## YOUR ASSIGNMENT
Below is some data. Retype exactly the lines starting at the one with "let mut criteria" and ending at the one with "style(path.display()).cyan()".

Stored data:
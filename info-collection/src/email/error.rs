//! Dispatch errors

use thiserror::Error;

/// Why an outgoing email could not be handed to the mail backend
#[derive(Debug, Error)]
pub enum EmailError {
    /// No To, Cc or Bcc address
    #[error("no recipient address set")]
    NoRecipients,

    /// No From address
    #[error("no sender address set")]
    NoSender,

    /// Subject missing
    #[error("subject is missing")]
    NoSubject,

    /// Neither a text nor an HTML body
    #[error("message body is empty")]
    NoContent,

    /// Address the mail library rejected
    #[error("cannot parse address '{0}'")]
    InvalidAddress(String),

    /// Attachment MIME type could not be parsed
    #[error("invalid content type for attachment '{file_name}': {mime_type}")]
    InvalidContentType {
        /// Attachment file name
        file_name: String,
        /// Rejected MIME type
        mime_type: String,
    },

    /// SMTP transport error
    #[error("SMTP error: {0}")]
    SmtpError(String),

    /// Mailer settings are incomplete or invalid
    #[error("mailer configuration error: {0}")]
    ConfigError(String),

    /// An attachment could not be read
    #[error("attachment read failed: {0}")]
    IoError(#[from] std::io::Error),
}

impl EmailError {
    /// Transport failure with the relay's message
    #[must_use]
    pub fn smtp(message: impl Into<String>) -> Self {
        Self::SmtpError(message.into())
    }

    /// Settings problem
    #[must_use]
    pub fn config(message: impl Into<String>) -> Self {
        Self::ConfigError(message.into())
    }
}
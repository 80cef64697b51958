//! Layered field resolution
//!
//! Every logical field of an outgoing message is resolved independently from
//! three ordered sources; the first one that yields a value wins:
//!
//! 1. a template block named after the field, rendered and trimmed
//! 2. a non-empty field of the same name on the owning content item
//! 3. the configured default variable for the field
//!
//! When all three come up empty the field fails with
//! [`InfoCollectionError::MissingValue`]. Nothing is cached between fields:
//! the same template may render differently for each block name.

mod address;
mod attachment;

use std::sync::Arc;

use tracing::debug;

use crate::config::FieldResolutionConfig;
use crate::content::{Content, FieldHelper, SubmissionEvent, ValueProperty};
use crate::error::{InfoCollectionError, Result};
use crate::template::{BlockTemplate, TemplateVariables};

pub use address::{is_valid_email, parse_address_list, EmailAddressResolver};
pub use attachment::AttachmentSelector;

/// Logical field and block names
pub mod fields {
    /// Recipient addresses
    pub const RECIPIENT: &str = "recipient";
    /// Carbon copy addresses
    pub const CC: &str = "cc";
    /// Blind carbon copy addresses
    pub const BCC: &str = "bcc";
    /// Sender addresses
    pub const SENDER: &str = "sender";
    /// Notification subject
    pub const SUBJECT: &str = "subject";
    /// Auto responder subject
    pub const AUTO_RESPONDER_SUBJECT: &str = "auto_responder_subject";
    /// Block holding the message body
    pub const EMAIL_BLOCK: &str = "email";
    /// Default variable naming the submitted field that holds the submitter's address
    pub const EMAIL_FIELD_IDENTIFIER: &str = "email_field_identifier";
}

/// Everything one message build reads
///
/// Created per submission and dropped once the message is assembled.
pub struct ResolutionContext<'a> {
    event: &'a SubmissionEvent,
    content: Content,
    template: Box<dyn BlockTemplate + 'a>,
}

impl<'a> ResolutionContext<'a> {
    /// Bundle a submission with its content item and loaded template
    #[must_use]
    pub fn new(
        event: &'a SubmissionEvent,
        content: Content,
        template: Box<dyn BlockTemplate + 'a>,
    ) -> Self {
        Self {
            event,
            content,
            template,
        }
    }

    /// The submission being processed
    #[must_use]
    pub const fn event(&self) -> &SubmissionEvent {
        self.event
    }

    /// The content item owning the form
    #[must_use]
    pub const fn content(&self) -> &Content {
        &self.content
    }

    /// The loaded template
    #[must_use]
    pub fn template(&self) -> &dyn BlockTemplate {
        self.template.as_ref()
    }

    /// Variables passed to field blocks
    #[must_use]
    pub const fn variables(&self) -> TemplateVariables<'_> {
        TemplateVariables::new(self.event, &self.content)
    }

    /// Render the block named after a field
    ///
    /// Returns `None` when the template has no such block or the block
    /// renders only whitespace.
    ///
    /// # Errors
    ///
    /// Returns a template error if rendering fails
    pub fn render_field_block(&self, field: &str) -> Result<Option<String>> {
        if !self.template.has_block(field) {
            return Ok(None);
        }

        let rendered = self.template.render_block(field, &self.variables())?;
        let trimmed = rendered.trim();

        Ok((!trimmed.is_empty()).then(|| trimmed.to_string()))
    }
}

/// Resolves scalar text fields such as the subject
#[derive(Clone)]
pub struct FieldValueResolver {
    config: Arc<FieldResolutionConfig>,
    fields: Arc<dyn FieldHelper>,
}

impl FieldValueResolver {
    /// Create a resolver reading defaults from `config`
    #[must_use]
    pub fn new(config: Arc<FieldResolutionConfig>, fields: Arc<dyn FieldHelper>) -> Self {
        Self { config, fields }
    }

    /// Resolve a text field
    ///
    /// # Errors
    ///
    /// Returns `InfoCollectionError::MissingValue` when no source yields a
    /// value, or a template error if the block fails to render
    pub fn resolve(
        &self,
        ctx: &ResolutionContext<'_>,
        field: &str,
        property: ValueProperty,
    ) -> Result<String> {
        if let Some(rendered) = ctx.render_field_block(field)? {
            debug!(field, source = "block", "Resolved field");
            return Ok(rendered);
        }

        if let Some(value) = self.content_value(ctx.content(), field, property) {
            debug!(field, source = "content", "Resolved field");
            return Ok(value);
        }

        if let Some(default) = self.default_value(field) {
            debug!(field, source = "config", "Resolved field");
            return Ok(default.to_string());
        }

        Err(InfoCollectionError::missing_value(field))
    }

    /// Value of a non-empty content field, read through `property`
    #[must_use]
    pub fn content_value(
        &self,
        content: &Content,
        field: &str,
        property: ValueProperty,
    ) -> Option<String> {
        if !content.has_field(field) || self.fields.is_field_empty(content, field) {
            return None;
        }

        self.fields
            .translated_field(content, field)
            .and_then(|f| f.value.property(property))
    }

    /// Configured default for a field
    #[must_use]
    pub fn default_value(&self, field: &str) -> Option<&str> {
        self.config.default_variable(field)
    }

    /// Resolution settings this resolver reads
    #[must_use]
    pub fn config(&self) -> &FieldResolutionConfig {
        &self.config
    }
}
//! Actions run after a form is submitted
//!
//! Each content type enables a list of named actions (see
//! [`ActionsSettings`]). The bundled actions both send mail:
//!
//! - `email` notifies the site owner
//! - `auto_responder` replies to the person who submitted the form
//!
//! Action failures are logged. Whether they reach the caller depends on
//! `actions.debug`: in debug mode the first failure aborts the run,
//! otherwise every action runs and failures are collected in the
//! [`ActionReport`].

use std::collections::HashMap;
use std::sync::Arc;

use async_trait::async_trait;
use tracing::{error, info, instrument, warn};

use crate::assembler::{EmailContentAssembler, MessageKind};
use crate::config::{ActionsSettings, InfoCollectionConfig};
use crate::content::{ContentRepository, SubmissionEvent};
use crate::email::{Email, EmailSender};
use crate::error::{InfoCollectionError, Result};
use crate::template::TemplateLoader;

/// Name of the owner notification action
pub const EMAIL_ACTION: &str = "email";

/// Name of the submitter reply action
pub const AUTO_RESPONDER_ACTION: &str = "auto_responder";

/// Something done with a submission
#[async_trait]
pub trait Action: Send + Sync {
    /// Name used in the `actions` configuration
    fn name(&self) -> &str;

    /// Act on a submission
    ///
    /// # Errors
    ///
    /// Returns an error if the action could not complete
    async fn act(&self, event: &SubmissionEvent) -> Result<()>;
}

/// Assembles a message and hands it to a mail sender
pub struct EmailAction {
    name: String,
    assembler: EmailContentAssembler,
    sender: Arc<dyn EmailSender>,
}

impl EmailAction {
    /// Create an email action
    #[must_use]
    pub fn new(
        name: impl Into<String>,
        assembler: EmailContentAssembler,
        sender: Arc<dyn EmailSender>,
    ) -> Self {
        Self {
            name: name.into(),
            assembler,
            sender,
        }
    }
}

#[async_trait]
impl Action for EmailAction {
    fn name(&self) -> &str {
        &self.name
    }

    async fn act(&self, event: &SubmissionEvent) -> Result<()> {
        let content = self.assembler.build(event).await?;

        self.sender
            .send(Email::from_content(&content))
            .await
            .map_err(|e| InfoCollectionError::action_failed(&self.name, &e))?;

        info!(
            action = %self.name,
            recipients = content.recipients().len(),
            "Email sent"
        );
        Ok(())
    }
}

/// A failed action
#[derive(Debug)]
pub struct ActionFailure {
    /// Action name
    pub action: String,

    /// What went wrong
    pub error: InfoCollectionError,
}

/// Outcome of running the actions for one submission
#[derive(Debug, Default)]
pub struct ActionReport {
    /// Actions that completed, in run order
    pub succeeded: Vec<String>,

    /// Actions that failed, in run order
    pub failures: Vec<ActionFailure>,
}

impl ActionReport {
    /// Whether every action completed
    #[must_use]
    pub fn is_success(&self) -> bool {
        self.failures.is_empty()
    }
}

/// Runs the configured actions for each submission
pub struct ActionRegistry {
    settings: ActionsSettings,
    actions: HashMap<String, Arc<dyn Action>>,
}

impl ActionRegistry {
    /// Create an empty registry
    #[must_use]
    pub fn new(settings: ActionsSettings) -> Self {
        Self {
            settings,
            actions: HashMap::new(),
        }
    }

    /// Create a registry with the `email` and `auto_responder` actions
    ///
    /// Both actions share the template loader, content repository and
    /// sender, and read their own section of `action_config`.
    #[must_use]
    pub fn with_email_actions(
        config: &InfoCollectionConfig,
        templates: Arc<dyn TemplateLoader>,
        contents: Arc<dyn ContentRepository>,
        sender: Arc<dyn EmailSender>,
    ) -> Self {
        let notification = EmailContentAssembler::new(
            Arc::new(config.action_config.email.clone()),
            Arc::clone(&templates),
            Arc::clone(&contents),
        );
        let auto_responder = EmailContentAssembler::new(
            Arc::new(config.action_config.auto_responder.clone()),
            templates,
            contents,
        )
        .kind(MessageKind::AutoResponder);

        let mut registry = Self::new(config.actions.clone());
        registry.register(Arc::new(EmailAction::new(
            EMAIL_ACTION,
            notification,
            Arc::clone(&sender),
        )));
        registry.register(Arc::new(EmailAction::new(
            AUTO_RESPONDER_ACTION,
            auto_responder,
            sender,
        )));
        registry
    }

    /// Register an action under its name, replacing any previous one
    pub fn register(&mut self, action: Arc<dyn Action>) {
        self.actions.insert(action.name().to_string(), action);
    }

    /// Names of the registered actions
    #[must_use]
    pub fn registered(&self) -> Vec<&str> {
        let mut names: Vec<&str> = self.actions.keys().map(String::as_str).collect();
        names.sort_unstable();
        names
    }

    /// Run the actions enabled for the submission's content type
    ///
    /// # Errors
    ///
    /// In debug mode, returns the first action failure. Otherwise failures
    /// are reported in the returned [`ActionReport`].
    #[instrument(skip(self, event), fields(content_type = %event.content_type, content_id = %event.content_id))]
    pub async fn run(&self, event: &SubmissionEvent) -> Result<ActionReport> {
        let mut report = ActionReport::default();

        for name in self.settings.for_content_type(&event.content_type) {
            let outcome = match self.actions.get(name) {
                Some(action) => action.act(event).await,
                None => {
                    warn!(action = %name, "Action is enabled but not registered");
                    Err(InfoCollectionError::ActionFailed {
                        action: name.clone(),
                        reason: "action is not registered".to_string(),
                    })
                }
            };

            match outcome {
                Ok(()) => report.succeeded.push(name.clone()),
                Err(e) => {
                    error!(action = %name, error = %e, "Action failed");
                    if self.settings.debug {
                        return Err(e);
                    }
                    report.failures.push(ActionFailure {
                        action: name.clone(),
                        error: e,
                    });
                }
            }
        }

        Ok(report)
    }
}
//! Tests for loading the JSON fixtures used by the CLI

use std::path::PathBuf;

use info_collection::content::{ContentId, ContentRepository, FieldValue};
use info_collection::export::{CollectionSource, ExportCriteria, Exporter};
use info_collection_cli_lib::{load_collections, load_config, load_contents, load_event};

fn fixture(name: &str) -> PathBuf {
    PathBuf::from(env!("CARGO_MANIFEST_DIR"))
        .join("fixtures")
        .join(name)
}

#[tokio::test]
async fn test_contents_fixture_loads() {
    let contents = load_contents(&fixture("contents.json")).unwrap();

    let content = contents.load_content(ContentId(12)).await.unwrap();
    assert_eq!(content.name, "Contact us");
    assert!(content.has_field("sender"));
}

#[test]
fn test_event_fixture_keeps_field_order() {
    let event = load_event(&fixture("event.json")).unwrap();

    assert_eq!(event.content_type, "contact_form");
    let ids: Vec<&str> = event.collected.iter().map(|(id, _)| id).collect();
    assert_eq!(ids, vec!["name", "email", "message"]);
    assert_eq!(
        event.collected.get("email"),
        Some(&FieldValue::Email("alice@example.com".to_string()))
    );
}

#[tokio::test]
async fn test_collections_fixture_exports_oldest_first() {
    let collections = load_collections(&fixture("collections.json")).unwrap();
    assert_eq!(collections.collections(ContentId(12)).await.unwrap().len(), 2);

    let export = Exporter::new(std::sync::Arc::new(collections))
        .export(&ExportCriteria::new(ContentId(12)))
        .await
        .unwrap();

    assert_eq!(export.header, vec!["Created", "name", "newsletter", "email"]);
    assert_eq!(export.rows[0], vec!["2024-05-01 09:15:00", "Bob", "1", ""]);
}

#[test]
fn test_config_fixture_loads() {
    let config = load_config(Some(&fixture("config.toml"))).unwrap();

    assert_eq!(
        config.actions.for_content_type("contact_form"),
        ["email", "auto_responder"]
    );
    assert_eq!(
        config.action_config.email.template_for("contact_form"),
        "email/contact_form.html"
    );
    assert_eq!(
        config.action_config.email.default_variable("subject"),
        Some("New submission")
    );
}

#[test]
fn test_missing_fixture_names_the_path() {
    let error = load_event(&fixture("missing.json")).unwrap_err();

    assert!(error.to_string().contains("missing.json"));
}
//! Export stored collections as CSV

use std::path::PathBuf;
use std::sync::Arc;

use anyhow::{Context, Result};
use chrono::NaiveDate;
use clap::Args;
use console::{style, Emoji};
use info_collection::content::{ContentId, ContentRepository};
use info_collection::export::{CsvExportFormatter, ExportCriteria, Exporter};
use info_collection_cli_lib::{load_collections, load_config, load_contents};

static SUCCESS: Emoji = Emoji("✓", "√");

/// Write the collections of one content item to a CSV file
#[derive(Debug, Args)]
pub struct ExportCommand {
    /// Content item whose collections are exported
    content_id: u64,

    /// Configuration file (defaults to the standard config locations)
    #[arg(short, long)]
    config: Option<PathBuf>,

    /// JSON array of content items
    #[arg(long)]
    contents: PathBuf,

    /// JSON array of stored collections
    #[arg(long)]
    collections: PathBuf,

    /// First day included (YYYY-MM-DD)
    #[arg(long)]
    from: Option<NaiveDate>,

    /// Last day included (YYYY-MM-DD)
    #[arg(long)]
    to: Option<NaiveDate>,

    /// Directory the CSV file is written to
    #[arg(short, long, default_value = ".")]
    output: PathBuf,
}

impl ExportCommand {
    /// Execute the export command
    ///
    /// # Errors
    ///
    /// Returns an error if:
    /// - Configuration or fixtures cannot be loaded
    /// - The content item does not exist
    /// - A collected value has no field handler
    /// - The file cannot be written
    pub async fn execute(&self) -> Result<()> {
        let config = load_config(self.config.as_deref())?;
        let contents = load_contents(&self.contents)?;
        let collections = load_collections(&self.collections)?;

        let content_id = ContentId(self.content_id);
        let content = contents.load_content(content_id).await?;

        let mut criteria = ExportCriteria::new(content_id);
        if let Some(from) = self.from {
            criteria = criteria.from(from);
        }
        if let Some(to) = self.to {
            criteria = criteria.to(to);
        }

        let export = Exporter::new(Arc::new(collections)).export(&criteria).await?;
        let file = CsvExportFormatter::new(config.csv_export)?.format(&export, &content)?;
        let path = file
            .write_to(&self.output)
            .with_context(|| format!("Failed to write export to {}", self.output.display()))?;

        println!(
            "\n{} Exported {} collection(s) to {}\n",
            style(SUCCESS).green(),
            export.rows.len(),
            style(path.display()).cyan()
        );
        Ok(())
    }
}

## WRITTEN RESPONSE
        let mut criteria = ExportCriteria::new(content_id);
        if let Some(from) = self.from {
            criteria = criteria.from(from);
        }
        if let Some(to) = self.to {
            criteria = criteria.to(to);
        }

        let export = Exporter::new(Arc::new(collections)).export(&criteria).await?;
        let file = CsvExportFormatter::new(config.csv_export)?.format(&export, &content)?;
        let path = file
            .write_to(&self.output)
            .with_context(|| format!("Failed to write export to {}", self.output.display()))?;

        println!(
            "\n{} Exported {} collection(s) to {}\n",
            style(SUCCESS).green(),
            export.rows.len(),
            style(path.display()).cyan()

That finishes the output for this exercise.